We are not too concerned about the tax complications of trusts, as most premium tax software, like TurboTax, can be had for about $100 and does most of the hard work. We also do not concern ourselves so much about the depletion problem with the newer entrants in this market.

Of the two, we like Chesapeake Granite Wash Trust best, because of the support for the distribution and the fact that it may be more oversold due to the scandalous reporting on the ex-CEO.

As an alternative for readers that are wary of Royalty Trusts, there are a few MLPs in the production business. Most of the popular MLPs are pipeline companies, but Legacy Reserves LP (LGCY), an independent oil and natural gas limited partnership, engages in the acquisition and development of oil and natural gas properties primarily located in the Permian Basin, Mid-Continent, and Rocky Mountain regions of the United States. LGCY pays an 8.6% dividend, and is growing revenue by 9% annually.

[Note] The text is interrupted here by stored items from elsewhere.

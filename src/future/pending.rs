//! Mutable, thread-safe future for an in-flight operation.
//!
//! A `PendingResult` is created when a channel operation would block. It is
//! settled exactly once, by whichever of these gets there first:
//! - the poll loop finishing the I/O after a readiness event
//! - the timeout task scheduled with the operation
//! - explicit cancellation through the future
//! - the channel being closed with the operation still outstanding
//!
//! All later attempts to settle are no-ops that return false, so racing
//! completers always agree on a single observed outcome.

use crate::channel::{Abortable, OpKind};
use crate::error::{Error, Result};
use crate::future::Handler;
use crate::invoker;
use crate::port::EventPort;
use crate::port::timer::TimerHandle;

use parking_lot::{Condvar, Mutex};
use std::sync::atomic::{AtomicBool, Ordering};
use std::sync::{Arc, Weak};
use std::time::{Duration, Instant};

enum Outcome<T> {
    Pending,
    Ready(Result<T>),
    Taken,
}

struct Inner<T> {
    outcome: Outcome<T>,
    handler: Option<Handler<T>>,
    timeout_task: Option<TimerHandle>,
}

/// An in-flight asynchronous operation.
///
/// Holds the operation kind, a back-reference to the owning channel for
/// cancellation, the optional completion handler, and the write-once
/// outcome. Blocking pulls via [`get`](Self::get) re-check completion under
/// the lock so a wake-up between check and wait cannot be missed.
pub struct PendingResult<T> {
    kind: OpKind,
    channel: Weak<dyn Abortable>,
    port: Weak<EventPort>,
    inner: Mutex<Inner<T>>,
    done: Condvar,
    cancelled: AtomicBool,
}

impl<T: Send + 'static> PendingResult<T> {
    pub(crate) fn new(
        kind: OpKind,
        channel: Weak<dyn Abortable>,
        port: &Arc<EventPort>,
        handler: Option<Handler<T>>,
    ) -> Arc<Self> {
        Arc::new(Self {
            kind,
            channel,
            port: Arc::downgrade(port),
            inner: Mutex::new(Inner {
                outcome: Outcome::Pending,
                handler,
                timeout_task: None,
            }),
            done: Condvar::new(),
            cancelled: AtomicBool::new(false),
        })
    }

    /// The kind of operation this future tracks.
    pub fn kind(&self) -> OpKind {
        self.kind
    }

    /// Settles the future with a value. Returns true if this call performed
    /// the transition from incomplete to complete.
    pub(crate) fn set_result(&self, value: T) -> bool {
        self.settle(Ok(value))
    }

    /// Settles the future with a failure. Same once-only contract as
    /// [`set_result`](Self::set_result).
    pub(crate) fn set_failure(&self, error: Error) -> bool {
        self.settle(Err(error))
    }

    fn settle(&self, outcome: Result<T>) -> bool {
        let timeout_task = {
            let mut inner = self.inner.lock();
            if !matches!(inner.outcome, Outcome::Pending) {
                return false;
            }
            inner.outcome = Outcome::Ready(outcome);
            inner.timeout_task.take()
        };
        // The timer loses the race; a second firing is a no-op anyway.
        if let Some(task) = timeout_task {
            task.cancel();
        }
        self.done.notify_all();
        true
    }

    /// Stores the handle of the timeout task guarding this operation. If the
    /// operation already completed the timer is cancelled on the spot.
    pub(crate) fn set_timeout_task(&self, task: TimerHandle) {
        let mut inner = self.inner.lock();
        if matches!(inner.outcome, Outcome::Pending) {
            inner.timeout_task = Some(task);
        } else {
            drop(inner);
            task.cancel();
        }
    }

    /// Takes the handler together with the ready outcome for dispatch.
    ///
    /// Returns `None` when there is no handler (blocking-pull usage) or when
    /// another dispatcher already claimed the completion.
    pub(crate) fn take_dispatch(&self) -> Option<(Handler<T>, Result<T>)> {
        let mut inner = self.inner.lock();
        if inner.handler.is_none() {
            return None;
        }
        match std::mem::replace(&mut inner.outcome, Outcome::Taken) {
            Outcome::Ready(outcome) => {
                let handler = inner.handler.take()?;
                Some((handler, outcome))
            }
            previous => {
                inner.outcome = previous;
                None
            }
        }
    }

    /// Blocks until the operation completes and takes its outcome.
    pub fn get(&self) -> Result<T> {
        let mut inner = self.inner.lock();
        if inner.handler.is_some() {
            return Err(Error::InvalidInput(
                "a completion handler was supplied; the outcome is delivered to it",
            ));
        }
        loop {
            match std::mem::replace(&mut inner.outcome, Outcome::Taken) {
                Outcome::Ready(outcome) => return outcome,
                Outcome::Taken => {
                    return Err(Error::InvalidInput("result was already taken"));
                }
                Outcome::Pending => {
                    inner.outcome = Outcome::Pending;
                    self.done.wait(&mut inner);
                }
            }
        }
    }

    /// Blocks for at most `timeout` waiting for completion.
    ///
    /// An elapsed wait returns `TimedOut` without settling the operation.
    pub fn get_timeout(&self, timeout: Duration) -> Result<T> {
        let deadline = Instant::now() + timeout;
        let mut inner = self.inner.lock();
        if inner.handler.is_some() {
            return Err(Error::InvalidInput(
                "a completion handler was supplied; the outcome is delivered to it",
            ));
        }
        loop {
            match std::mem::replace(&mut inner.outcome, Outcome::Taken) {
                Outcome::Ready(outcome) => return outcome,
                Outcome::Taken => {
                    return Err(Error::InvalidInput("result was already taken"));
                }
                Outcome::Pending => {
                    inner.outcome = Outcome::Pending;
                    if self.done.wait_until(&mut inner, deadline).timed_out() {
                        return Err(Error::TimedOut);
                    }
                }
            }
        }
    }

    /// Attempts to cancel the operation.
    ///
    /// On winning the race against natural completion this settles the
    /// outcome as `Cancelled`, asks the owning channel to abort the
    /// underlying wait, and delivers the completion. Returns false when the
    /// operation already completed.
    pub fn cancel(self: &Arc<Self>) -> bool {
        if !self.set_failure(Error::Cancelled) {
            return false;
        }
        self.cancelled.store(true, Ordering::SeqCst);
        if let Some(channel) = self.channel.upgrade() {
            channel.abort(self.kind, Arc::as_ptr(self) as *const () as usize);
        }
        if let Some(port) = self.port.upgrade() {
            invoker::invoke_indirectly(&port, self);
        }
        true
    }

    /// Token identifying this future inside the channel's pending slots.
    pub(crate) fn token(self: &Arc<Self>) -> usize {
        Arc::as_ptr(self) as *const () as usize
    }

    /// Whether the operation has completed.
    pub fn is_done(&self) -> bool {
        !matches!(self.inner.lock().outcome, Outcome::Pending)
    }

    /// Whether the operation was settled by cancellation.
    pub fn is_cancelled(&self) -> bool {
        self.cancelled.load(Ordering::SeqCst)
    }
}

It also has diversification to expand reserves, and there is no planned end to its life.

The timing of these investments depends greatly on your investment time frame and where you think the price of oil is going. The $80 - $82 range was an important technical barrier and it fell without much resistance. There are reasons for this: slowing economies, strong dollar, oversupply of resources, etc. This looks like a falling knife, but with a 8% to 12% income stream, a bet that something will spark an oil rally could be justified. For these possibly oversold energy trusts, a short-term profit may be available from a pop, and, if not, the income while waiting is not bad. For long-term investors, we would probably go the MLP route.